Abbiamo sempre sostenuto che fin dalla nascita i bambini e le bambine sono soggetti attivi, costruttori di apprendimenti e relazioni e l’educazione è un diritto di tutti gli esseri umani: rendere questo diritto esigibile e garantirlo è una responsabilità della collettività.

Responsabilità che assume il carattere dell’urgenza in un momento di crisi economica che si ripercuote drammaticamente sia sulle risorse delle famiglie sia sulla capacità degli enti gestori, pubblici e privati, di garantire un’offerta educativa di qualità.
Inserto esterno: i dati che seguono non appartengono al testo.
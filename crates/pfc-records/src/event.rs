use crate::*;
use pfc_core::*;
use pfc_store::IndexTerms;
use pfc_store::Pack;
use serde::Deserialize;
use serde::Serialize;

/// One event occurrence: (event, event date, section, stage) plus the
/// identity pair. Same alias state machine as [`Player`], with a single
/// natural-key index.
#[derive(Clone, Debug, Default, Deserialize, Eq, PartialEq, Serialize)]
pub struct Event {
    pub event: Option<String>,
    pub eventdate: Option<String>,
    pub section: Option<String>,
    pub stage: Option<String>,
    pub alias: String,
    pub identity: String,
}

impl Event {
    pub fn decode(raw: &str) -> Outcome<Self> {
        decode_json(raw, "event record")
    }

    /// Build from a game's event key; identity fields stay empty.
    pub fn from_event_key(key: &str) -> Outcome<Self> {
        type EventTuple = (
            Option<String>,
            Option<String>,
            Option<String>,
            Option<String>,
        );
        let (event, eventdate, section, stage): EventTuple = decode_json(key, "event key")?;
        Ok(Self {
            event,
            eventdate,
            section,
            stage,
            alias: String::new(),
            identity: String::new(),
        })
    }

    /// Key for the event-alias index; identical to the game's event key.
    pub fn alias_index_key(&self) -> String {
        encode_json(&(
            self.event.as_deref(),
            self.eventdate.as_deref(),
            self.section.as_deref(),
            self.stage.as_deref(),
        ))
    }

    /// Key this event's games carry in the game-event index.
    pub fn game_index_key(&self) -> String {
        self.alias_index_key()
    }

    pub fn is_canonical(&self) -> bool {
        self.alias == self.identity
    }
}

impl Pack for Event {
    fn value(&self) -> String {
        encode_json(self)
    }

    fn index(&self) -> IndexTerms {
        vec![
            (EVENT_ALIAS_INDEX, vec![self.alias_index_key()]),
            (EVENT_IDENTITY_INDEX, vec![self.alias.clone()]),
        ]
    }
}
//! PGN file decoding.
//!
//! The PGN specification assumes ISO-8859-1 but UTF-8 is tried first;
//! Latin-1 decoding succeeds bytewise on any input, possibly not
//! accurately representing the file content.

use std::path::Path;

/// Decode bytes as ISO-8859-1; every byte maps to the code point of the
/// same value.
pub fn decode_latin1(bytes: &[u8]) -> String {
    bytes.iter().map(|&byte| byte as char).collect()
}

/// Read a PGN file as UTF-8, falling back to ISO-8859-1.
pub fn read_pgn_file(path: &Path) -> std::io::Result<String> {
    let bytes = std::fs::read(path)?;
    Ok(match String::from_utf8(bytes) {
        Ok(text) => text,
        Err(error) => decode_latin1(error.as_bytes()),
    })
}

/// Read a PGN file as ISO-8859-1 without the UTF-8 trial. The counting
/// passes use this, so their game counts can differ from the importing
/// pass on files with multi-byte sequences.
pub fn read_pgn_file_latin1(path: &Path) -> std::io::Result<String> {
    let bytes = std::fs::read(path)?;
    Ok(decode_latin1(&bytes))
}

/// True if the path has the `.pgn` extension, compared case-insensitively.
pub fn is_pgn_file(path: &Path) -> bool {
    path.extension()
        .and_then(|extension| extension.to_str())
        .map(|extension| extension.eq_ignore_ascii_case(pfc_core::PGN_EXT))
        .unwrap_or(false)
}

#[cfg(test)]
mod tests {
    use super::*;

    #[test]
    fn latin1_maps_every_byte() {
        let bytes = [0x4Du8, 0xFC, 0x6C, 0x6C, 0x65, 0x72];
        assert_eq!(decode_latin1(&bytes), "Müller");
    }

    #[test]
    fn pgn_extension_is_case_insensitive() {
        assert!(is_pgn_file(Path::new("games/club.pgn")));
        assert!(is_pgn_file(Path::new("games/club.PGN")));
        assert!(!is_pgn_file(Path::new("games/club.txt")));
        assert!(!is_pgn_file(Path::new("games/club")));
    }
}
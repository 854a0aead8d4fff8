//! Selectors Binary
//!
//! Maintains stored calculation rules: list, create, and delete.

use anyhow::bail;
use clap::Parser;
use clap::Subcommand;
use perfcalc::*;
use std::path::PathBuf;

#[derive(Parser)]
#[command(name = "selectors", about = "Maintain stored calculation rules")]
struct Arguments {
    /// Database directory.
    #[arg(long)]
    database: PathBuf,
    #[command(subcommand)]
    command: Command,
}

#[derive(Subcommand)]
enum Command {
    /// List the stored rules.
    List,
    /// Store a new rule.
    New {
        name: String,
        /// Person identity the population grows outward from.
        #[arg(long)]
        player: Option<String>,
        /// Event identity; repeat for several events.
        #[arg(long = "event")]
        events: Vec<String>,
        #[arg(long)]
        from: Option<String>,
        #[arg(long)]
        to: Option<String>,
        #[arg(long)]
        timecontrol: Option<String>,
        #[arg(long)]
        mode: Option<String>,
    },
    /// Delete a stored rule by name.
    Delete { name: String },
}

/// One-line summary of a rule, with identity codes resolved to the
/// canonical names where they are still on file.
fn describe<S: Store>(store: &S, rule: &Rule) -> Outcome<String> {
    let mut parts = Vec::new();
    if let Some(code) = &rule.person_identity {
        let name = player_display_name(store, code)?;
        parts.push(format!("player {}", name.as_deref().unwrap_or(code.as_str())));
    }
    for code in &rule.event_identities {
        let name = entity_name_from_identity::<Event, S>(store, code)?;
        parts.push(format!("event {}", name.as_deref().unwrap_or(code.as_str())));
    }
    if let (Some(from), Some(to)) = (&rule.from_date, &rule.to_date) {
        parts.push(format!("{from} to {to}"));
    }
    if let Some(code) = &rule.time_control_identity {
        let name = entity_name_from_identity::<TimeControl, S>(store, code)?;
        parts.push(format!("time control {}", name.as_deref().unwrap_or(code.as_str())));
    }
    if let Some(code) = &rule.mode_identity {
        let name = entity_name_from_identity::<Mode, S>(store, code)?;
        parts.push(format!("mode {}", name.as_deref().unwrap_or(code.as_str())));
    }
    Ok(parts.join(", "))
}

fn main() -> anyhow::Result<()> {
    log();
    let arguments = Arguments::parse();
    trap_panics(&arguments.database);
    let mut store = Database::open(arguments.database.join("perfcalc.db"))?;
    match arguments.command {
        Command::List => {
            for (_, rule) in list_rules(&store)? {
                println!("{:<32} {}", rule.name, describe(&store, &rule)?);
            }
        }
        Command::New {
            name,
            player,
            events,
            from,
            to,
            timecontrol,
            mode,
        } => {
            if rule_by_name(&store, &name)?.is_some() {
                bail!("a rule named {name} already exists");
            }
            let rule = Rule {
                name: name.clone(),
                person_identity: player,
                from_date: from,
                to_date: to,
                time_control_identity: timecontrol,
                mode_identity: mode,
                event_identities: events,
            };
            insert_rule(&mut store, &rule)?;
            log::info!("{:<32}{:<32}", "rule stored", name);
        }
        Command::Delete { name } => match rule_by_name(&store, &name)? {
            Some((key, rule)) => {
                delete_rule(&mut store, key, &rule)?;
                log::info!("{:<32}{:<32}", "rule deleted", name);
            }
            None => bail!("no stored rule named {name}"),
        },
    }
    Ok(())
}
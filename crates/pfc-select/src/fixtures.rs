//! Shared test scaffolding: a seeded store built from literal game
//! seeds, with every derived player identified as a person of its own.

use pfc_core::*;
use pfc_identify::*;
use pfc_import::copy_all_names_from_games;
use pfc_records::*;
use pfc_store::MemoryStore;
use pfc_store::Store;
use pfc_store::transact;
use std::collections::BTreeMap;

pub(crate) struct SeedGame {
    white: String,
    black: String,
    result: String,
    event: String,
    date: Option<String>,
}

pub(crate) fn game(
    white: &str,
    black: &str,
    result: &str,
    event: &str,
    date: Option<&str>,
) -> SeedGame {
    SeedGame {
        white: white.to_string(),
        black: black.to_string(),
        result: result.to_string(),
        event: event.to_string(),
        date: date.map(str::to_string),
    }
}

pub(crate) fn seeded(seeds: &[SeedGame]) -> MemoryStore {
    let mut store = MemoryStore::new();
    create_identity_records_if_missing(&mut store).unwrap();
    transact(&mut store, |store| {
        for (number, seed) in seeds.iter().enumerate() {
            let mut headers = BTreeMap::new();
            headers.insert(TAG_WHITE.to_string(), seed.white.clone());
            headers.insert(TAG_BLACK.to_string(), seed.black.clone());
            headers.insert(TAG_RESULT.to_string(), seed.result.clone());
            headers.insert(TAG_EVENT.to_string(), seed.event.clone());
            if let Some(date) = &seed.date {
                headers.insert(TAG_DATE.to_string(), date.clone());
            }
            let game = Game::new("fixture.pgn", &(number + 1).to_string(), 0, headers);
            store.put_record(GAME_FILE, &game)?;
        }
        Ok(())
    })
    .unwrap();
    copy_all_names_from_games(&mut store, &mut Silent, &Stop::new()).unwrap();
    let players: Vec<Key> = store.recordlist_ebm(PLAYER_FILE).iter().collect();
    for key in players {
        identify_players_as_person(&mut store, &[], key).unwrap();
    }
    store
}

pub(crate) fn person_by_name(store: &MemoryStore, name: &str) -> (Key, Player) {
    let all = store.recordlist_ebm(PLAYER_FILE);
    for (key, raw) in store.record_cursor(PLAYER_FILE, &all) {
        let player = Player::decode(raw).unwrap();
        if player.name.as_deref() == Some(name) && player.is_canonical() {
            return (key, player);
        }
    }
    panic!("no canonical player named {name}");
}

pub(crate) fn person_rule(store: &MemoryStore, name: &str) -> Rule {
    Rule {
        name: format!("games of {name}"),
        person_identity: Some(person_by_name(store, name).1.identity),
        ..Rule::default()
    }
}

pub(crate) fn event_code(store: &MemoryStore, name: &str) -> String {
    let all = store.recordlist_ebm(EVENT_FILE);
    for (_, raw) in store.record_cursor(EVENT_FILE, &all) {
        let event = Event::decode(raw).unwrap();
        if event.event.as_deref() == Some(name) && event.is_canonical() {
            return event.identity;
        }
    }
    panic!("no canonical event named {name}");
}

pub(crate) fn event_rule(store: &MemoryStore, names: &[&str]) -> Rule {
    Rule {
        name: names.join(" + "),
        event_identities: names.iter().map(|name| event_code(store, name)).collect(),
        ..Rule::default()
    }
}
use crate::*;
use pfc_core::*;
use pfc_store::IndexTerms;
use pfc_store::Pack;
use serde::Deserialize;
use serde::Serialize;

/// Stored calculation rule.
///
/// Exactly one of `person_identity` and `event_identities` is given:
/// either the population grows outward from one person, or it is drawn
/// from a list of events. Dates are both present or both absent and are
/// held in `YYYY.MM.DD` form.
#[derive(Clone, Debug, Default, Deserialize, Eq, PartialEq, Serialize)]
pub struct Rule {
    pub name: String,
    pub person_identity: Option<String>,
    pub from_date: Option<String>,
    pub to_date: Option<String>,
    pub time_control_identity: Option<String>,
    pub mode_identity: Option<String>,
    pub event_identities: Vec<String>,
}

impl Rule {
    pub fn decode(raw: &str) -> Outcome<Self> {
        decode_json(raw, "selector rule record")
    }

    /// True if the rule expands the population outward from one person.
    pub fn deduces_player_population(&self) -> bool {
        self.person_identity.is_some()
    }

    /// Refuse malformed rules before any store work.
    pub fn verify(&self) -> Outcome<()> {
        if self.name.is_empty() {
            return refused("calculation rule has no name");
        }
        match (&self.person_identity, self.event_identities.is_empty()) {
            (Some(_), true) | (None, false) => {}
            (Some(_), false) => {
                return refused("rule names both a player identity and an event list");
            }
            (None, true) => {
                return refused("rule names neither a player identity nor an event list");
            }
        }
        if self.from_date.is_some() != self.to_date.is_some() {
            return refused("rule dates must both be present or both be absent");
        }
        Ok(())
    }
}

impl Pack for Rule {
    fn value(&self) -> String {
        encode_json(self)
    }

    fn index(&self) -> IndexTerms {
        vec![(RULE_NAME_INDEX, vec![self.name.clone()])]
    }
}
use crate::person::Person;
use pfc_core::*;
use pfc_identify::canonical_player;
use pfc_identify::load_player;
use pfc_identify::person_games;
use pfc_records::*;
use pfc_store::RecordList;
use pfc_store::Store;
use std::collections::BTreeMap;

/// Player's reward for one game, given the opponent's colour.
fn reward_for(result: &str, opponent_is_black: bool) -> Option<i32> {
    match (result, opponent_is_black) {
        ("1-0", true) => Some(1),
        ("1-0", false) => Some(-1),
        ("0-1", true) => Some(-1),
        ("0-1", false) => Some(1),
        ("1/2-1/2", _) => Some(0),
        _ => None,
    }
}

/// One population's calculation state, keyed by canonical identity.
#[derive(Debug)]
pub struct Population {
    pub iterations: usize,
    pub high_performance: Performance,
    persons: BTreeMap<String, Person>,
}

impl Population {
    /// Accumulate rewards, game counts, and opponent lists for every
    /// player of `playerset` across its selected games.
    pub fn new<S: Store>(
        store: &S,
        playerset: &RecordList,
        games: &RecordList,
        measure: Performance,
    ) -> Outcome<Self> {
        let mut persons = BTreeMap::new();
        for key in playerset.iter() {
            let player = load_player(store, key)?;
            let mut person = Person::new(player.identity.clone(), player.name.clone());
            let mut person_games = person_games(store, &player)?;
            person_games &= games;
            for (_, raw) in store.record_cursor(GAME_FILE, &person_games) {
                let game = Game::decode(raw)?;
                let Some(result) = game.result() else {
                    continue;
                };
                for (side, game_player) in [game.black_key(), game.white_key()].iter().enumerate()
                {
                    let Some((_, opponent)) = canonical_player(store, game_player)? else {
                        continue;
                    };
                    if opponent.identity == player.identity {
                        continue;
                    }
                    let Some(reward) = reward_for(result, side == 0) else {
                        continue;
                    };
                    person.add_reward(reward, measure);
                    person.opponents.push(opponent.identity);
                }
            }
            persons.insert(player.identity, person);
        }
        Ok(Self {
            iterations: 0,
            high_performance: 0.0,
            persons,
        })
    }

    /// One iteration: zero every player's points, add each opponent's
    /// latest performance, then recompute every performance.
    pub fn iterate_performance(&mut self) {
        for person in self.persons.values_mut() {
            person.set_points();
        }
        let current: BTreeMap<String, Performance> = self
            .persons
            .iter()
            .map(|(identity, person)| (identity.clone(), person.performance()))
            .collect();
        for person in self.persons.values_mut() {
            let points: Performance = person
                .opponents
                .iter()
                .filter_map(|opponent| current.get(opponent))
                .sum();
            person.add_points(points);
        }
        for person in self.persons.values_mut() {
            person.calculate_performance();
        }
    }

    /// Iterate until every performance varies by no more than `delta`
    /// from the previous two iterations. Returns false when the optional
    /// iteration cap is reached first.
    pub fn do_iterations_until_stable(
        &mut self,
        delta: Performance,
        cap: Option<usize>,
    ) -> bool {
        loop {
            self.iterations += 1;
            self.iterate_performance();
            if self
                .persons
                .values()
                .all(|person| person.is_performance_stable(delta))
            {
                return true;
            }
            if let Some(cap) = cap {
                if self.iterations >= cap {
                    return false;
                }
            }
        }
    }

    /// Note the highest performance in the population.
    pub fn set_high_performance(&mut self) {
        let mut high_performance: Performance = 0.0;
        for person in self.persons.values() {
            high_performance = high_performance.max(person.performance());
        }
        self.high_performance = high_performance;
    }

    pub fn persons(&self) -> impl Iterator<Item = &Person> {
        self.persons.values()
    }

    /// Performance of each player, highest first, with the normalised
    /// number measured down from the population's high performance.
    pub fn results(&self) -> Vec<PlayerPerformance> {
        let mut results: Vec<PlayerPerformance> = self
            .persons
            .values()
            .map(|person| PlayerPerformance {
                identity: person.identity.clone(),
                name: person.name.clone(),
                game_count: person.game_count,
                reward: person.reward,
                performance: person.performance(),
                normalised: self.high_performance - person.performance(),
            })
            .collect();
        results.sort_by(|a, b| {
            b.performance
                .partial_cmp(&a.performance)
                .unwrap_or(std::cmp::Ordering::Equal)
                .then_with(|| a.identity.cmp(&b.identity))
        });
        results
    }
}

/// One player's numbers in a population report.
#[derive(Clone, Debug)]
pub struct PlayerPerformance {
    pub identity: String,
    pub name: Option<String>,
    pub game_count: u32,
    pub reward: Performance,
    pub performance: Performance,
    pub normalised: Performance,
}
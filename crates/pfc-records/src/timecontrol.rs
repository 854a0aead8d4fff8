use crate::*;
use pfc_core::*;
use pfc_store::IndexTerms;
use pfc_store::Pack;
use serde::Deserialize;
use serde::Serialize;

/// One time-control occurrence: the TimeControl tag value plus the
/// identity pair.
#[derive(Clone, Debug, Default, Deserialize, Eq, PartialEq, Serialize)]
pub struct TimeControl {
    pub timecontrol: Option<String>,
    pub alias: String,
    pub identity: String,
}

impl TimeControl {
    pub fn decode(raw: &str) -> Outcome<Self> {
        decode_json(raw, "time control record")
    }

    pub fn from_tag(tag: &str) -> Self {
        Self {
            timecontrol: Some(tag.to_string()),
            alias: String::new(),
            identity: String::new(),
        }
    }

    /// Key for the time-alias index.
    pub fn alias_index_key(&self) -> String {
        encode_json(&(self.timecontrol.as_deref(),))
    }

    /// Key this time control's games carry in the game index: the raw
    /// tag value, not the tupled natural key.
    pub fn game_index_key(&self) -> String {
        self.timecontrol.clone().unwrap_or_default()
    }

    pub fn is_canonical(&self) -> bool {
        self.alias == self.identity
    }
}

impl Pack for TimeControl {
    fn value(&self) -> String {
        encode_json(self)
    }

    fn index(&self) -> IndexTerms {
        vec![
            (TIME_ALIAS_INDEX, vec![self.alias_index_key()]),
            (TIME_IDENTITY_INDEX, vec![self.alias.clone()]),
        ]
    }
}
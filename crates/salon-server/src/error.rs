use thiserror::Error;

use salon_shared::Username;

/// Errors produced by the mediation layer.
///
/// The only failure mode of the in-memory core is a poisoned lock, which
/// means another caller panicked mid-update and the guarded state can no
/// longer be trusted.
#[derive(Debug, Error)]
pub enum ServerError {
    /// A user's state lock was poisoned.
    #[error("User state lock poisoned for '{0}'")]
    UserStatePoisoned(Username),

    /// The server registry lock was poisoned.
    #[error("Server state lock poisoned")]
    ServerStatePoisoned,
}

pub type Result<T> = std::result::Result<T, ServerError>;
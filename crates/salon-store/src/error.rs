use thiserror::Error;

use salon_shared::Username;

/// Errors produced by the store layer.
#[derive(Error, Debug)]
pub enum StoreError {
    /// `next()` was called on a search cursor with no qualifying message left.
    #[error("Search cursor exhausted: no further messages involve '{0}'")]
    CursorExhausted(Username),
}

/// Convenience alias used throughout the crate.
pub type Result<T> = std::result::Result<T, StoreError>;
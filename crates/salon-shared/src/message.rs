use chrono::{DateTime, Utc};
use serde::{Deserialize, Serialize};

use crate::constants::MESSAGE_TIME_FORMAT;
use crate::types::{MessageId, Username};

/// An immutable record of one communication event.
///
/// Created exactly once per send and shared (behind an `Arc`) by the
/// sender's history and every recipient's history; no single history owns
/// or disposes it. Fields are private and never mutated after construction.
#[derive(Debug, Clone, Serialize, Deserialize, PartialEq, Eq)]
pub struct Message {
    id: MessageId,
    sender: Username,
    /// Recipient list exactly as the caller passed it, order preserved.
    /// The sender (or a blocked party) may appear here; delivery filtering
    /// happens at the server, not in the data model.
    recipients: Vec<Username>,
    content: String,
    sent_at: DateTime<Utc>,
}

impl Message {
    /// Build a message stamped with the current time.
    ///
    /// Callers are trusted: the recipient list may name the sender, and
    /// empty content is allowed.
    pub fn new(sender: Username, recipients: Vec<Username>, content: impl Into<String>) -> Self {
        Self {
            id: MessageId::new(),
            sender,
            recipients,
            content: content.into(),
            sent_at: Utc::now(),
        }
    }

    pub fn id(&self) -> &MessageId {
        &self.id
    }

    pub fn sender(&self) -> &Username {
        &self.sender
    }

    pub fn recipients(&self) -> &[Username] {
        &self.recipients
    }

    pub fn content(&self) -> &str {
        &self.content
    }

    pub fn sent_at(&self) -> DateTime<Utc> {
        self.sent_at
    }

    /// Sender-only predicate, used by history replay filtering and by
    /// undo removal.
    pub fn is_from(&self, user: &Username) -> bool {
        &self.sender == user
    }

    /// Sender-or-any-recipient predicate, used by the search cursor.
    pub fn involves(&self, user: &Username) -> bool {
        self.is_from(user) || self.recipients.iter().any(|r| r == user)
    }
}

impl std::fmt::Display for Message {
    fn fmt(&self, f: &mut std::fmt::Formatter<'_>) -> std::fmt::Result {
        write!(
            f,
            "{} [{}] :{}",
            self.sent_at.format(MESSAGE_TIME_FORMAT),
            self.sender,
            self.content
        )
    }
}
In assenza di una legge di riforma di tutto il settore dei servizi educativi per i bambini e le bambine sotto i sei anni, si stanno consolidando nuovi percorsi di emarginazione secondo i quali molte bambine e bambini sono accolti in contesti che mortificano le loro potenzialità intellettuali e li espongono a esperienze di socializzazione che non sono di qualità. Infatti le difficoltà economiche e i vincoli posti dal patto di stabilità hanno indotto alcune amministrazioni locali a indire bandi per l’affidamento a privati dei servizi per l’infanzia solo su base economica senza curarsi del rispetto dei diritti dei lavoratori e delle conseguenze sulla qualità dell’offerta educativa.E sappiamo bene che una deriva qualitativa diventa spesso una deriva sociale.

 E’ urgente pertanto  portare a termine il percorso del disegno di legge che riconosce l’unitarietà del percorso educativo da zero a sei anni all’interno di una visione organica del sistema di istruzione e formazione e dare nuovo impulso sia all’estensione dei servizi per l’infanzia sia alla generalizzazione delle scuole dell’infanzia, contribuendo a sanare gli squilibri territoriali esistenti nella condizione sociale dei bambini fin dai primi anni di vita. E’ fondamentale che nel Disegno di legge siano state definite le responsabilità dello Stato, delle Regioni e degli EE.LL e la governance del settore in una prospettiva che apre sempre più all’idea dell’apprendimento permanente.

 

 

 

 

Nello specifico:

 

 

Art.1 …” I servizi educativi e scolastici del sistema integrato afferiscono al Ministero dell’istruzione, dell’Università e della ricerca”. Il CGD  ritiene necessario costituire all’interno del Ministero dell’istruzione un dipartimento che costituisca la cabina di regia dei diversi attori istituzionali e dei soggetti gestori delle pubbliche amministrazioni o di altre organizzazioni anche alla luce dei  nuovi percorsi formativi che si andranno a delineare.

ART.2 comma 2 a) si suggerisce la sostituzione del termine conciliazione con quello di armonizzazione che supera l’idea di conflitto.; c) riteniamo importante la previsione della partecipazione delle famiglie e l’istituzione di specifici organismi rappresentativi che dovrà armonizzarsi con la vigente disciplina sugli OO.CC.;

Art.2 comma 2 e) fondamentale la qualificazione universitaria del personale come requisito e garanzia di qualità ed uniformità del servizio a livello nazionale.

Art.2 comma 3. Finisce per sempre l’equivoca classificazione dei servizi per l’infanzia come servizi pubblici a domanda individuale: attengono al diritto all’apprendimento e come tale è un diritto esigibile.

Art.4 condividiamo l’aver fatto salva la specificità del percorso educativo della scuola d’infanzia (3-6 anni) e auspichiamo la definitiva scomparsa di tutte le forme di anticipo che hanno snaturato percorsi formativi adeguati all’età dei bambini.